In that pleasant district of merry England which is watered by the river Don, there extended in ancient times a large forest, covering the greater part of the beautiful hills and valleys which lie between Sheffield and the pleasant town of Doncaster.
      - Sir Walter Scott, Ivanhoe [1819]

It is the privilege of tale-tellers to open their story in an inn, the free rendezvous of all travellers, and where the humour of each displays itself, without ceremony or restraint.
      - Sir Walter Scott, Kenilworth [1821]

Under the reign of the last Stuarts, there was an anxious wish on the part of Government to counteract, by every means in their power, the strict or puritanical spirit which had been the chief characteristic of the republican government, and to revive those feudal institutions which united the vassal to the liege lord, and both to the crown.
      - Sir Walter Scott, Old Mortality [1816]
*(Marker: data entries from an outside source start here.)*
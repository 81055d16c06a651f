pub mod account;
pub mod batch;
pub mod deutsche;
pub mod payment;
pub mod provider;
pub mod revolut;
pub mod transaction;

pub use account::NormalizedAccount;
pub use batch::{BatchReceipt, PaymentBatch};
pub use payment::{NormalizedPayment, PaymentResponse, PaymentStatusRecord};
pub use provider::Provider;
pub use transaction::NormalizedTransaction;
use crate::models::provider::Provider;
use thiserror::Error;

pub type Result<T> = std::result::Result<T, BankingError>;

#[derive(Error, Debug)]
pub enum BankingError {
    #[error("Requested services {requested:?} do not correspond to supported services of {supported:?}")]
    UnsupportedProvider {
        requested: Vec<String>,
        supported: Vec<Provider>,
    },

    #[error("{payment} has no {field} specified")]
    MissingPaymentData { payment: String, field: String },

    #[error("Could not fetch {provider} access token: {reason}")]
    TokenFetch { provider: Provider, reason: String },

    #[error("HTTP {status} from {url}: {body}")]
    HttpClient { status: u16, url: String, body: String },

    #[error("HTTP {status} from {url}: {body}")]
    HttpServer { status: u16, url: String, body: String },

    #[error("Transport error: {0}")]
    Transport(#[from] reqwest::Error),

    #[error("Decode error: {0}")]
    Decode(#[from] serde_json::Error),

    #[error("Payment to {0} requires step-up authorisation but no multi-factor service is configured")]
    MissingStepUp(String),

    #[error("Payment queue is closed")]
    QueueClosed,

    #[error("Repository error: {0}")]
    Repository(String),

    #[error("Configuration error: {0}")]
    Config(String),
}

impl BankingError {
    pub fn unsupported<I, S>(requested: I) -> Self
    where
        I: IntoIterator<Item = S>,
        S: Into<String>,
    {
        BankingError::UnsupportedProvider {
            requested: requested.into_iter().map(Into::into).collect(),
            supported: Provider::ALL.to_vec(),
        }
    }

    pub fn missing(payment: impl Into<String>, field: impl Into<String>) -> Self {
        BankingError::MissingPaymentData {
            payment: payment.into(),
            field: field.into(),
        }
    }

    /// Failures of the HTTP exchange itself. On the payment push path these are
    /// recorded as a failed status instead of being surfaced.
    pub fn is_transport_failure(&self) -> bool {
        matches!(
            self,
            BankingError::HttpClient { .. }
                | BankingError::HttpServer { .. }
                | BankingError::Transport(_)
        )
    }

    /// Push failures that leave a failed status record behind. A response that
    /// cannot be decoded may belong to an accepted transfer, so it is recorded
    /// like a transport failure.
    pub fn is_recorded_push_failure(&self) -> bool {
        self.is_transport_failure() || matches!(self, BankingError::Decode(_))
    }
}
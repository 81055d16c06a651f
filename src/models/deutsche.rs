//! Deutsche Bank dbAPI shapes.

use crate::models::payment::PaymentResponse;
use crate::services::gateway::{OutboundPayment, StepUpTarget};
use rust_decimal::Decimal;
use serde::{Deserialize, Serialize};

pub const SEPA_CHALLENGE_REQUEST_TYPE: &str = "INSTANT_SEPA_CREDIT_TRANSFERS";
pub const SEPA_CHALLENGE_DATA_TYPE: &str = "challengeRequestDataInstantSepaCreditTransfers";

#[derive(Debug, Clone, PartialEq, Serialize)]
#[serde(rename_all = "camelCase")]
pub struct DeutschePayment {
    pub debtor_account: DeutscheAccountReference,
    pub instructed_amount: DeutscheAmount,
    pub creditor_name: String,
    pub creditor_account: DeutscheAccountReference,
}

#[derive(Debug, Clone, PartialEq, Serialize)]
#[serde(rename_all = "camelCase")]
pub struct DeutscheAccountReference {
    pub iban: String,
    pub currency_code: String,
}

/// The amount travels as a string with trailing zero decimals stripped.
#[derive(Debug, Clone, PartialEq, Serialize)]
#[serde(rename_all = "camelCase")]
pub struct DeutscheAmount {
    pub amount: String,
    pub currency_code: String,
}

impl OutboundPayment for DeutschePayment {
    fn step_up_target(&self) -> Option<StepUpTarget<'_>> {
        Some(StepUpTarget {
            iban: &self.creditor_account.iban,
            currency: &self.instructed_amount.currency_code,
            amount: &self.instructed_amount.amount,
        })
    }

    fn assign_identification(&mut self, _identification: String) {}
}

#[derive(Debug, Clone, Deserialize)]
#[serde(rename_all = "camelCase")]
pub struct DeutschePaymentResponse {
    pub payment_id: String,
    pub transaction_status: String,
}

impl From<DeutschePaymentResponse> for PaymentResponse {
    fn from(response: DeutschePaymentResponse) -> Self {
        PaymentResponse {
            payment_id: response.payment_id,
            status: response.transaction_status,
        }
    }
}

#[derive(Debug, Clone, Deserialize)]
#[serde(rename_all = "camelCase")]
pub struct DeutscheAccount {
    pub iban: String,
    pub currency_code: Option<String>,
    pub bic: Option<String>,
    pub account_type: Option<String>,
    pub current_balance: Option<Decimal>,
    pub product_description: Option<String>,
}

#[derive(Debug, Clone, Deserialize)]
#[serde(rename_all = "camelCase")]
pub struct DeutscheTransaction {
    pub id: Option<String>,
    pub origin_iban: Option<String>,
    pub amount: Option<Decimal>,
    pub counter_party_name: Option<String>,
    pub counter_party_iban: Option<String>,
    pub payment_reference: Option<String>,
    pub booking_date: Option<String>,
    pub currency_code: Option<String>,
    pub transaction_code: Option<String>,
}

#[derive(Debug, Clone, Serialize)]
#[serde(rename_all = "camelCase")]
pub struct SepaChallengeRequest {
    pub method: String,
    pub request_type: String,
    pub request_data: SepaPaymentRequestData,
}

#[derive(Debug, Clone, PartialEq, Serialize)]
#[serde(rename_all = "camelCase")]
pub struct SepaPaymentRequestData {
    #[serde(rename = "type")]
    pub kind: String,
    pub target_iban: String,
    pub amount_currency: String,
    pub amount_value: String,
}

#[derive(Debug, Clone, Deserialize)]
pub struct ChallengeCreated {
    pub id: String,
}

#[derive(Debug, Clone, Serialize)]
pub struct ChallengeAnswer {
    pub response: String,
}

#[derive(Debug, Clone, Deserialize)]
pub struct ChallengeOtp {
    pub otp: String,
}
You have requested me, my dear friend, to bestow some of that leisure, with which Providence has blessed the decline of my life, in registering hazards and difficulties which attended its commencement.
      - Sir Walter Scott, Rob Roy [1817]

The Chronicles, from which this narrative is extracted, assure us, that during the long period when the Welsh princes maintained their independence, the year 1187 was peculiarly marked as favorable to peace betwixt them and their warlike neighbors, the Lord Marchers, who inhabited those formidable castles on the frontiers of the ancient British, on the ruins of which the traveller gazes with wonder.